### What you are asked to do
Among the entries below, how many lines include "TransportReconnected"? Give the number alone.

────

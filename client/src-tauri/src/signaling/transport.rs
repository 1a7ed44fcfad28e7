//! Signaling transport: the bidirectional, reliable, ordered channel the
//! voice core consumes (spec'd as an external interface) plus a concrete
//! WebSocket implementation grounded in the teacher's
//! `network/websocket.rs::WebSocketManager` — same reconnect/backoff loop,
//! generalized from the teacher's chat+voice event set down to the voice
//! signaling surface this crate owns.

use std::collections::HashMap;
use std::time::Duration;

use async_trait::async_trait;
use futures::{SinkExt, StreamExt};
use serde::{Deserialize, Serialize};
use thiserror::Error;
use tokio::sync::{mpsc, Mutex, RwLock};
use tokio_tungstenite::{connect_async, tungstenite::Message};
use tracing::{debug, error, info, warn};

use crate::consts::{RECONNECT_BACKOFF_BASE_SECS, RECONNECT_BACKOFF_MAX};

#[derive(Error, Debug)]
pub enum SignalingError {
    #[error("transport send failed: {0}")]
    SendFailed(String),
    #[error("not connected")]
    NotConnected,
}

/// Messages the core sends to the signaling server.
#[derive(Debug, Clone, Serialize, Deserialize)]
#[serde(tag = "type", rename_all = "snake_case")]
pub enum ClientEvent {
    JoinVoiceChannel {
        channel_id: String,
        muted: bool,
        deafened: bool,
    },
    LeaveVoiceChannel {
        channel_id: String,
    },
    SendSignal {
        target_user_id: String,
        payload: serde_json::Value,
    },
    ModerateVoiceState {
        target_user_id: String,
        muted: bool,
        deafened: bool,
    },
    UpdateVoiceState {
        muted: bool,
        deafened: bool,
    },
    NotifyScreenShare {
        channel_id: String,
        active: bool,
    },
    NotifyCamera {
        channel_id: String,
        active: bool,
    },
    RequestWatchStream {
        sharer_id: String,
    },
    StopWatchingStream {
        sharer_id: String,
    },
    VoiceHeartbeat,
    GetVoiceChannelUsers {
        channel_id: String,
    },
}

/// Events the core receives from the signaling server.
#[derive(Debug, Clone, Serialize, Deserialize)]
#[serde(tag = "type", rename_all = "snake_case")]
pub enum SignalingEvent {
    UserJoinedVoice {
        user_id: String,
        display_name: String,
    },
    UserLeftVoice {
        user_id: String,
    },
    ReceiveSignal {
        from_user_id: String,
        payload: serde_json::Value,
    },
    VoiceChannelUsers {
        participants: HashMap<String, String>,
    },
    ActiveSharers {
        sharers: HashMap<String, String>,
    },
    ScreenShareStarted {
        user_id: String,
        display_name: String,
    },
    ScreenShareStopped {
        user_id: String,
    },
    CameraStarted {
        user_id: String,
        display_name: String,
    },
    CameraStopped {
        user_id: String,
    },
    ActiveCameras {
        cameras: HashMap<String, String>,
    },
    WatchStreamRequested {
        viewer_id: String,
    },
    StopWatchingRequested {
        viewer_id: String,
    },
    VoiceSessionReplaced {
        reason: String,
    },
    Error {
        code: String,
        message: String,
    },
    /// Transport-level lifecycle signal, not a server message: the
    /// connection just came back up after a drop.
    TransportReconnected,
}

#[derive(Debug, Clone, Serialize)]
#[serde(rename_all = "snake_case")]
pub enum ConnectionStatus {
    Disconnected,
    Connecting,
    Connected,
    Reconnecting { attempt: u32 },
}

/// The voice core's view of the signaling connection. Implementations
/// only need to deliver `ClientEvent`s reliably and in order, and push
/// `SignalingEvent`s back through [`Self::take_event_receiver`].
#[async_trait]
pub trait SignalingTransport: Send + Sync {
    async fn send(&self, event: ClientEvent) -> Result<(), SignalingError>;

    async fn status(&self) -> ConnectionStatus;

    /// Takes ownership of the event receiver. Must be called exactly once
    /// (by the session controller, at construction); returns `None` on
    /// subsequent calls.
    async fn take_event_receiver(&self) -> Option<mpsc::Receiver<SignalingEvent>>;
}

/// Concrete WebSocket-backed transport.
pub struct WebSocketTransport {
    tx: mpsc::Sender<ClientEvent>,
    status: std::sync::Arc<RwLock<ConnectionStatus>>,
    event_rx: Mutex<Option<mpsc::Receiver<SignalingEvent>>>,
    shutdown_tx: Mutex<Option<mpsc::Sender<()>>>,
}

impl WebSocketTransport {
    pub async fn connect(server_url: String, token: String) -> Self {
        let (client_tx, client_rx) = mpsc::channel::<ClientEvent>(128);
        let (event_tx, event_rx) = mpsc::channel::<SignalingEvent>(256);
        let (shutdown_tx, shutdown_rx) = mpsc::channel::<()>(1);
        let status = std::sync::Arc::new(RwLock::new(ConnectionStatus::Connecting));

        let status_clone = status.clone();
        tokio::spawn(async move {
            connection_loop(
                server_url,
                token,
                client_rx,
                event_tx,
                shutdown_rx,
                status_clone,
            )
            .await;
        });

        Self {
            tx: client_tx,
            status,
            event_rx: Mutex::new(Some(event_rx)),
            shutdown_tx: Mutex::new(Some(shutdown_tx)),
        }
    }

    pub async fn disconnect(&self) {
        if let Some(tx) = self.shutdown_tx.lock().await.take() {
            let _ = tx.send(()).await;
        }
    }
}

#[async_trait]
impl SignalingTransport for WebSocketTransport {
    async fn send(&self, event: ClientEvent) -> Result<(), SignalingError> {
        self.tx
            .send(event)
            .await
            .map_err(|e| SignalingError::SendFailed(e.to_string()))
    }

    async fn status(&self) -> ConnectionStatus {
        self.status.read().await.clone()
    }

    async fn take_event_receiver(&self) -> Option<mpsc::Receiver<SignalingEvent>> {
        self.event_rx.lock().await.take()
    }
}

async fn connection_loop(
    server_url: String,
    token: String,
    mut client_rx: mpsc::Receiver<ClientEvent>,
    event_tx: mpsc::Sender<SignalingEvent>,
    mut shutdown_rx: mpsc::Receiver<()>,
    status: std::sync::Arc<RwLock<ConnectionStatus>>,
) {
    let mut attempt = 0u32;
    let mut ever_connected = false;

    loop {
        if shutdown_rx.try_recv().is_ok() {
            info!("signaling transport shutdown requested");
            *status.write().await = ConnectionStatus::Disconnected;
            return;
        }

        let ws_url = build_ws_url(&server_url, &token);
        if attempt > 0 {
            *status.write().await = ConnectionStatus::Reconnecting { attempt };
        } else {
            *status.write().await = ConnectionStatus::Connecting;
        }

        match connect_async(&ws_url).await {
            Ok((ws_stream, _)) => {
                info!("signaling transport connected");
                attempt = 0;
                *status.write().await = ConnectionStatus::Connected;

                if ever_connected {
                    let _ = event_tx.send(SignalingEvent::TransportReconnected).await;
                }
                ever_connected = true;

                let (mut write, mut read) = ws_stream.split();

                loop {
                    tokio::select! {
                        msg = read.next() => {
                            match msg {
                                Some(Ok(Message::Text(text))) => {
                                    dispatch_server_message(&text, &event_tx).await;
                                }
                                Some(Ok(Message::Ping(data))) => {
                                    if let Err(e) = write.send(Message::Pong(data)).await {
                                        warn!("failed to send pong: {}", e);
                                    }
                                }
                                Some(Ok(Message::Close(_))) | None => {
                                    info!("signaling connection closed");
                                    break;
                                }
                                Some(Err(e)) => {
                                    error!("signaling transport error: {}", e);
                                    break;
                                }
                                _ => {}
                            }
                        }

                        event = client_rx.recv() => {
                            match event {
                                Some(ev) => {
                                    if let Ok(json) = serde_json::to_string(&ev) {
                                        debug!(payload = %json, "sending signal");
                                        if let Err(e) = write.send(Message::Text(json)).await {
                                            error!("failed to send signal: {}", e);
                                            break;
                                        }
                                    }
                                }
                                None => {
                                    info!("client event channel closed");
                                    *status.write().await = ConnectionStatus::Disconnected;
                                    return;
                                }
                            }
                        }

                        _ = shutdown_rx.recv() => {
                            let _ = write.send(Message::Close(None)).await;
                            *status.write().await = ConnectionStatus::Disconnected;
                            return;
                        }
                    }
                }
            }
            Err(e) => {
                error!("signaling transport failed to connect: {}", e);
            }
        }

        *status.write().await = ConnectionStatus::Disconnected;
        attempt += 1;
        let backoff = Duration::from_secs(RECONNECT_BACKOFF_BASE_SECS.pow(attempt.min(5)))
            .min(RECONNECT_BACKOFF_MAX);
        info!(attempt, ?backoff, "reconnecting signaling transport");

        tokio::select! {
            () = tokio::time::sleep(backoff) => {}
            _ = shutdown_rx.recv() => return,
        }
    }
}

fn build_ws_url(server_url: &str, token: &str) -> String {
    let base = server_url
        .replace("http://", "ws://")
        .replace("https://", "wss://");
    format!("{}/voice/ws?token={}", base.trim_end_matches('/'), token)
}

async fn dispatch_server_message(text: &str, event_tx: &mpsc::Sender<SignalingEvent>) {
    match serde_json::from_str::<SignalingEvent>(text) {
        Ok(event) => {
            debug!(?event, "received signaling event");
            if event_tx.send(event).await.is_err() {
                warn!("signaling event receiver dropped");
            }
        }
        Err(e) => {
            warn!("failed to parse signaling message: {} ({})", e, text);
        }
    }
}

────

### Written solution
2